Rose has enjoyed an experience analogue to his time at Glyndebourne in a different part of the country – at the Britten Pears School in Snape. 'The whole atmosphere there, in that countryside, is magical – I spent ten days immersed in music-making, thinking of nothing else, learning how to sing Handel and Strauss with Anne Murray, being mentored by Thomas Allen. I worked on a production of Curlew River that we then took to Japan. It was a fantastic opportunity'. And his zest for the opportunities he has had so far, for the people he has met along the way, for the established star singers who have gone out of their way to help him, is infectious and refreshing. The impression Rose leaves with me is of someone who is, as the French say, bien dans sa peau. Audiences at Glyndebourne this summer will see how this translates into operatic achievement – especially with Nick Shadow.

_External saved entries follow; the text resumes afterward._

//! OS credential store backed by the `keyring` crate
//!
//! Entries live under one service name: `cert:<label>` holds the certificate
//! DER and `key:<label>` the PKCS#8 key, both base64 encoded. Keys read back
//! from the credential store are sign-only.
//!
//! Which credential manager backs the store is chosen at build time through
//! the `native-keyring` and `secret-service` features.

use std::sync::Arc;

use base64::engine::general_purpose::STANDARD;
use base64::Engine;
use zeroize::Zeroizing;

use super::CertificateStore;
use crate::certificate::Certificate;
use crate::error::{IdentityError, Result};
use crate::identity::Identity;
use crate::keys::{KeyHandle, RingKeyHandle, SecretBytes};

/// Certificate store in the platform credential manager
#[derive(Debug, Clone)]
pub struct KeyringStore {
    service: String,
}

impl KeyringStore {
    /// Use `service` as the credential namespace
    #[must_use]
    pub fn new(service: impl Into<String>) -> Self {
        Self {
            service: service.into(),
        }
    }

    /// Store an identity's certificate and key under `label`
    ///
    /// Replaces whatever the label held before. A failed certificate write
    /// leaves no key behind.
    ///
    /// # Errors
    ///
    /// Returns `NotExportable` if the key cannot leave its current handle and
    /// `UnsupportedPlatform` if the credential store is unavailable.
    pub fn import(&self, label: &str, identity: &Identity) -> Result<()> {
        let handle = identity.private_key()?;
        let pkcs8 = handle.export_pkcs8().ok_or_else(|| {
            IdentityError::NotExportable(format!(
                "{} key cannot be imported into keyring {}",
                handle.algorithm(),
                self.service
            ))
        })?;

        write_pair(
            label,
            identity.certificate().der(),
            pkcs8.as_bytes(),
            |user, data| self.write(user, data),
            |user| self.delete(user),
        )?;

        tracing::debug!(service = %self.service, label, "Imported identity into keyring");
        Ok(())
    }

    /// Delete the certificate and key under `label`
    ///
    /// Missing entries are not an error.
    ///
    /// # Errors
    ///
    /// Returns `UnsupportedPlatform` if the credential store is unavailable.
    pub fn remove(&self, label: &str) -> Result<()> {
        self.delete(&cert_user(label))?;
        self.delete(&key_user(label))
    }

    fn entry(&self, user: &str) -> Result<keyring::Entry> {
        keyring::Entry::new(&self.service, user).map_err(|e| map_keyring_error(e, "open"))
    }

    fn write(&self, user: &str, data: &[u8]) -> Result<()> {
        let encoded = Zeroizing::new(STANDARD.encode(data));
        self.entry(user)?
            .set_password(&encoded)
            .map_err(|e| map_keyring_error(e, "write"))
    }

    fn read(&self, user: &str) -> Result<Option<SecretBytes>> {
        let encoded = match self.entry(user)?.get_password() {
            Ok(encoded) => Zeroizing::new(encoded),
            Err(keyring::Error::NoEntry) => return Ok(None),
            Err(e) => return Err(map_keyring_error(e, "read")),
        };
        STANDARD
            .decode(encoded.as_bytes())
            .map(|bytes| Some(SecretBytes::new(bytes)))
            .map_err(|e| IdentityError::encoding(format!("Invalid keyring entry {user}: {e}")))
    }

    fn delete(&self, user: &str) -> Result<()> {
        match self.entry(user)?.delete_credential() {
            Ok(()) | Err(keyring::Error::NoEntry) => Ok(()),
            Err(e) => Err(map_keyring_error(e, "delete")),
        }
    }
}

impl CertificateStore for KeyringStore {
    fn name(&self) -> &str {
        &self.service
    }

    fn certificate(&self, label: &str) -> Result<Option<Certificate>> {
        self.read(&cert_user(label))?
            .map(|der| Certificate::from_der(der.as_bytes().to_vec()))
            .transpose()
    }

    fn signer(
        &self,
        label: &str,
        certificate: &Certificate,
    ) -> Result<Option<Arc<dyn KeyHandle>>> {
        let Some(pkcs8) = self.read(&key_user(label))? else {
            return Ok(None);
        };
        let algorithm = certificate.key_algorithm()?;
        let handle = RingKeyHandle::from_pkcs8(pkcs8.as_bytes(), algorithm, false)?;
        Ok(Some(Arc::new(handle)))
    }
}

/// Write the key, then the certificate; a failed certificate write removes the
/// key again
fn write_pair(
    label: &str,
    certificate_der: &[u8],
    pkcs8: &[u8],
    mut write: impl FnMut(&str, &[u8]) -> Result<()>,
    mut delete: impl FnMut(&str) -> Result<()>,
) -> Result<()> {
    write(&key_user(label), pkcs8)?;
    if let Err(error) = write(&cert_user(label), certificate_der) {
        if let Err(cleanup) = delete(&key_user(label)) {
            tracing::warn!(label, "Orphaned keyring key: {}", cleanup);
        }
        return Err(error);
    }
    Ok(())
}

fn cert_user(label: &str) -> String {
    format!("cert:{label}")
}

fn key_user(label: &str) -> String {
    format!("key:{label}")
}

fn map_keyring_error(error: keyring::Error, operation: &str) -> IdentityError {
    match error {
        keyring::Error::PlatformFailure(_) | keyring::Error::NoStorageAccess(_) => {
            IdentityError::unsupported_platform(format!("Keyring {operation} failed: {error}"))
        }
        keyring::Error::NoEntry => {
            IdentityError::key_not_found(format!("Keyring {operation}: no entry"))
        }
        other => IdentityError::encoding(format!("Keyring {operation} failed: {other}")),
    }
}

#[cfg(test)]
mod tests {
    use super::*;

    #[test]
    fn test_entry_names() {
        assert_eq!(cert_user("session"), "cert:session");
        assert_eq!(key_user("session"), "key:session");
    }

    #[test]
    fn test_failed_certificate_write_removes_key() {
        let log = std::cell::RefCell::new(Vec::new());
        let result = write_pair(
            "session",
            b"cert",
            b"key",
            |user, _| {
                log.borrow_mut().push(format!("write {user}"));
                if user.starts_with("cert:") {
                    Err(IdentityError::unsupported_platform("credential store locked"))
                } else {
                    Ok(())
                }
            },
            |user| {
                log.borrow_mut().push(format!("delete {user}"));
                Ok(())
            },
        );

        assert!(matches!(result, Err(IdentityError::UnsupportedPlatform(_))));
        assert_eq!(
            log.into_inner(),
            ["write key:session", "write cert:session", "delete key:session"]
        );
    }

    #[test]
    fn test_failed_key_write_touches_nothing_else() {
        let mut writes = 0;
        let result = write_pair(
            "session",
            b"cert",
            b"key",
            |_, _| {
                writes += 1;
                Err(IdentityError::unsupported_platform("no credential service"))
            },
            |_| panic!("nothing to clean up"),
        );
        assert!(result.is_err());
        assert_eq!(writes, 1);
    }

    #[test]
    fn test_platform_errors_map_to_unsupported_platform() {
        let error = keyring::Error::NoStorageAccess("locked".into());
        assert!(map_keyring_error(error, "read").is_platform_limitation());
    }
}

What music does Rose listen to for relaxation at the end of the day – solo piano, string quartets, organ? 'To be honest, I don't really listen to music to relax at all. The place I like to relax is on the golf course'. I press him on how good a player he is and, a little reluctantly, Rose admits to having had – 'a while back now' – a handicap of 2. That sounds like a golfer to me. And he has played the odd round, on a well-known home counties course, with the singer whom he regards as 'his idol' – Bryn Terfel. It’s a nice thought, and image, with which to end our interview.